> _TASK DESCRIPTION_: Every line of the data below should be written out word for word.

> _MATERIAL PROVIDED_:
####################

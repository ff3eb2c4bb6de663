//! Liveness monitors
//!
//! Two independent periodic tasks run alongside each protocol loop, sharing
//! its cancellation token:
//!
//! - the **local healthcheck** probes the local target directly and forces
//!   session teardown plus agent shutdown once the target is considered
//!   permanently gone;
//! - the **ping challenge** proves the full public path (broker routing plus
//!   local forwarding) end to end, something the local probe alone cannot.
//!
//! Both use a longer-timeout client than the protocol loop because the ping
//! traverses the whole tunnel round trip.

use crate::broker::BrokerClient;
use crate::store::{Counter, CounterHandle};
use crate::tunnel::session::TunnelSession;
use std::sync::Arc;
use tokio::time::{interval, sleep, MissedTickBehavior};
use tracing::{debug, error, info, warn};
use tunnerse_common::config::{HealthcheckConfig, PingConfig};
use tunnerse_protocol::constants::{
    CONTROL_HEADER, HEALTHCHECK_CONCLUDED, HEALTHCHECK_QUESTION, PING_PATH,
};

/// Process-level shutdown hook fired when the local target is considered
/// permanently gone.
///
/// The registry owns one handler and hands it to every healthcheck monitor;
/// the default exits the process, tests inject a recording closure.
#[derive(Clone)]
pub struct ShutdownHandler {
    action: Arc<dyn Fn() + Send + Sync>,
}

impl ShutdownHandler {
    /// Handler running an arbitrary action.
    pub fn new(action: impl Fn() + Send + Sync + 'static) -> Self {
        Self {
            action: Arc::new(action),
        }
    }

    /// Handler that exits the process.
    #[must_use]
    pub fn process_exit() -> Self {
        Self::new(|| std::process::exit(0))
    }

    /// Fire the shutdown action.
    pub fn trigger(&self) {
        (self.action)();
    }
}

impl Default for ShutdownHandler {
    fn default() -> Self {
        Self::process_exit()
    }
}

impl std::fmt::Debug for ShutdownHandler {
    fn fmt(&self, f: &mut std::fmt::Formatter<'_>) -> std::fmt::Result {
        f.debug_struct("ShutdownHandler").finish_non_exhaustive()
    }
}

/// Periodically probe the local target; tear the session down and fire the
/// shutdown handler after `max_failures` consecutive failures.
pub(crate) async fn run_local_healthcheck(
    session: Arc<TunnelSession>,
    broker: BrokerClient,
    counters: CounterHandle,
    http: reqwest::Client,
    config: HealthcheckConfig,
    shutdown: ShutdownHandler,
) {
    tokio::select! {
        () = session.cancelled() => return,
        () = sleep(config.initial_delay) => {}
    }

    let mut failures: u32 = 0;
    let mut ticker = interval(config.interval);
    ticker.set_missed_tick_behavior(MissedTickBehavior::Delay);

    loop {
        tokio::select! {
            () = session.cancelled() => {
                info!("healthcheck stopped for tunnel {}", session.id());
                return;
            }
            _ = ticker.tick() => {}
        }

        match http.get(session.local_url()).send().await {
            Ok(_) => {
                if failures > 0 {
                    info!("local service reestablished for tunnel {}", session.id());
                }
                failures = 0;
            }
            Err(e) => {
                failures += 1;
                if e.is_connect() {
                    warn!(
                        "local service refused connection for tunnel {} (attempt {failures})",
                        session.id()
                    );
                } else {
                    warn!(
                        "local healthcheck failed for tunnel {} (attempt {failures}): {e}",
                        session.id()
                    );
                }
                counters.record(Counter::Warns);

                if failures >= config.max_failures {
                    error!(
                        "local service failed {failures} consecutive checks, closing tunnel {}",
                        session.id()
                    );
                    broker.close(session.id()).await;
                    session.stop();
                    shutdown.trigger();
                    return;
                }
            }
        }
    }
}

/// Periodically prove the full tunnel path with a challenge HEAD through the
/// public URL. Observability only: outcomes are counted, never terminal.
pub(crate) async fn run_ping_challenge(
    session: Arc<TunnelSession>,
    counters: CounterHandle,
    http: reqwest::Client,
    config: PingConfig,
) {
    tokio::select! {
        () = session.cancelled() => return,
        () = sleep(config.initial_delay) => {}
    }

    let mut ticker = interval(config.interval);
    ticker.set_missed_tick_behavior(MissedTickBehavior::Delay);
    let url = format!("{}{PING_PATH}", session.session_url());

    loop {
        tokio::select! {
            () = session.cancelled() => {
                info!("ping challenge stopped for tunnel {}", session.id());
                return;
            }
            _ = ticker.tick() => {}
        }

        let response = http
            .head(&url)
            .header(CONTROL_HEADER, HEALTHCHECK_QUESTION)
            .send()
            .await;

        match response {
            Ok(response)
                if response
                    .headers()
                    .get(CONTROL_HEADER)
                    .and_then(|v| v.to_str().ok())
                    == Some(HEALTHCHECK_CONCLUDED) =>
            {
                debug!("ping challenge completed for tunnel {}", session.id());
                counters.record(Counter::Healthchecks);
            }
            Ok(response) => {
                error!(
                    "ping challenge failed for tunnel {}: expected {CONTROL_HEADER}: {HEALTHCHECK_CONCLUDED}, got {:?}",
                    session.id(),
                    response.headers().get(CONTROL_HEADER)
                );
                counters.record(Counter::Errors);
            }
            Err(e) => {
                error!("ping challenge errored for tunnel {}: {e}", session.id());
                counters.record(Counter::Errors);
            }
        }
    }
}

####################

> _SOLUTION TO THIS EXERCISE_:
repository ff3eb2c4bb6de663
//! Liveness monitors
//!
//! Two independent periodic tasks run alongside each protocol loop, sharing
//! its cancellation token:
//!
//! - the **local healthcheck** probes the local target directly and forces
//!   session teardown plus agent shutdown once the target is considered
//!   permanently gone;
//! - the **ping challenge** proves the full public path (broker routing plus
//!   local forwarding) end to end, something the local probe alone cannot.
//!
//! Both use a longer-timeout client than the protocol loop because the ping
//! traverses the whole tunnel round trip.

use crate::broker::BrokerClient;
use crate::store::{Counter, CounterHandle};
use crate::tunnel::session::TunnelSession;
use std::sync::Arc;
use tokio::time::{interval, sleep, MissedTickBehavior};
use tracing::{debug, error, info, warn};
use tunnerse_common::config::{HealthcheckConfig, PingConfig};
use tunnerse_protocol::constants::{
    CONTROL_HEADER, HEALTHCHECK_CONCLUDED, HEALTHCHECK_QUESTION, PING_PATH,
};

/// Process-level shutdown hook fired when the local target is considered
/// permanently gone.
///
/// The registry owns one handler and hands it to every healthcheck monitor;
/// the default exits the process, tests inject a recording closure.
#[derive(Clone)]
pub struct ShutdownHandler {
    action: Arc<dyn Fn() + Send + Sync>,
}

impl ShutdownHandler {
    /// Handler running an arbitrary action.
    pub fn new(action: impl Fn() + Send + Sync + 'static) -> Self {
        Self {
            action: Arc::new(action),
        }
    }

    /// Handler that exits the process.
    #[must_use]
    pub fn process_exit() -> Self {
        Self::new(|| std::process::exit(0))
    }

    /// Fire the shutdown action.
    pub fn trigger(&self) {
        (self.action)();
    }
}

impl Default for ShutdownHandler {
    fn default() -> Self {
        Self::process_exit()
    }
}

impl std::fmt::Debug for ShutdownHandler {
    fn fmt(&self, f: &mut std::fmt::Formatter<'_>) -> std::fmt::Result {
        f.debug_struct("ShutdownHandler").finish_non_exhaustive()
    }
}

/// Periodically probe the local target; tear the session down and fire the
/// shutdown handler after `max_failures` consecutive failures.
pub(crate) async fn run_local_healthcheck(
    session: Arc<TunnelSession>,
    broker: BrokerClient,
    counters: CounterHandle,
    http: reqwest::Client,
    config: HealthcheckConfig,
    shutdown: ShutdownHandler,
) {
    tokio::select! {
        () = session.cancelled() => return,
        () = sleep(config.initial_delay) => {}
    }

    let mut failures: u32 = 0;
    let mut ticker = interval(config.interval);
    ticker.set_missed_tick_behavior(MissedTickBehavior::Delay);

    loop {
        tokio::select! {
            () = session.cancelled() => {
                info!("healthcheck stopped for tunnel {}", session.id());
                return;
            }
            _ = ticker.tick() => {}
        }

        match http.get(session.local_url()).send().await {
            Ok(_) => {
                if failures > 0 {
                    info!("local service reestablished for tunnel {}", session.id());
                }
                failures = 0;
            }
            Err(e) => {
                failures += 1;
                if e.is_connect() {
                    warn!(
                        "local service refused connection for tunnel {} (attempt {failures})",
                        session.id()
                    );
                } else {
                    warn!(
                        "local healthcheck failed for tunnel {} (attempt {failures}): {e}",
                        session.id()
                    );
                }
                counters.record(Counter::Warns);

                if failures >= config.max_failures {
                    error!(
                        "local service failed {failures} consecutive checks, closing tunnel {}",
                        session.id()
                    );
                    broker.close(session.id()).await;
                    session.stop();
                    shutdown.trigger();
                    return;
                }
            }
        }
    }
}

/// Periodically prove the full tunnel path with a challenge HEAD through the
/// public URL. Observability only: outcomes are counted, never terminal.
pub(crate) async fn run_ping_challenge(
    session: Arc<TunnelSession>,
    counters: CounterHandle,
    http: reqwest::Client,
    config: PingConfig,
) {
    tokio::select! {
        () = session.cancelled() => return,
        () = sleep(config.initial_delay) => {}
    }

    let mut ticker = interval(config.interval);
    ticker.set_missed_tick_behavior(MissedTickBehavior::Delay);
    let url = format!("{}{PING_PATH}", session.session_url());

    loop {
        tokio::select! {
            () = session.cancelled() => {
                info!("ping challenge stopped for tunnel {}", session.id());
                return;
            }
            _ = ticker.tick() => {}
        }

        let response = http
            .head(&url)
            .header(CONTROL_HEADER, HEALTHCHECK_QUESTION)
            .send()
            .await;

        match response {
            Ok(response)
                if response
                    .headers()
                    .get(CONTROL_HEADER)
                    .and_then(|v| v.to_str().ok())
                    == Some(HEALTHCHECK_CONCLUDED) =>
            {
                debug!("ping challenge completed for tunnel {}", session.id());
                counters.record(Counter::Healthchecks);
            }
            Ok(response) => {
                error!(
                    "ping challenge failed for tunnel {}: expected {CONTROL_HEADER}: {HEALTHCHECK_CONCLUDED}, got {:?}",
                    session.id(),
                    response.headers().get(CONTROL_HEADER)
                );
                counters.record(Counter::Errors);
            }
            Err(e) => {
                error!("ping challenge errored for tunnel {}: {e}", session.id());
                counters.record(Counter::Errors);
            }
        }
    }
}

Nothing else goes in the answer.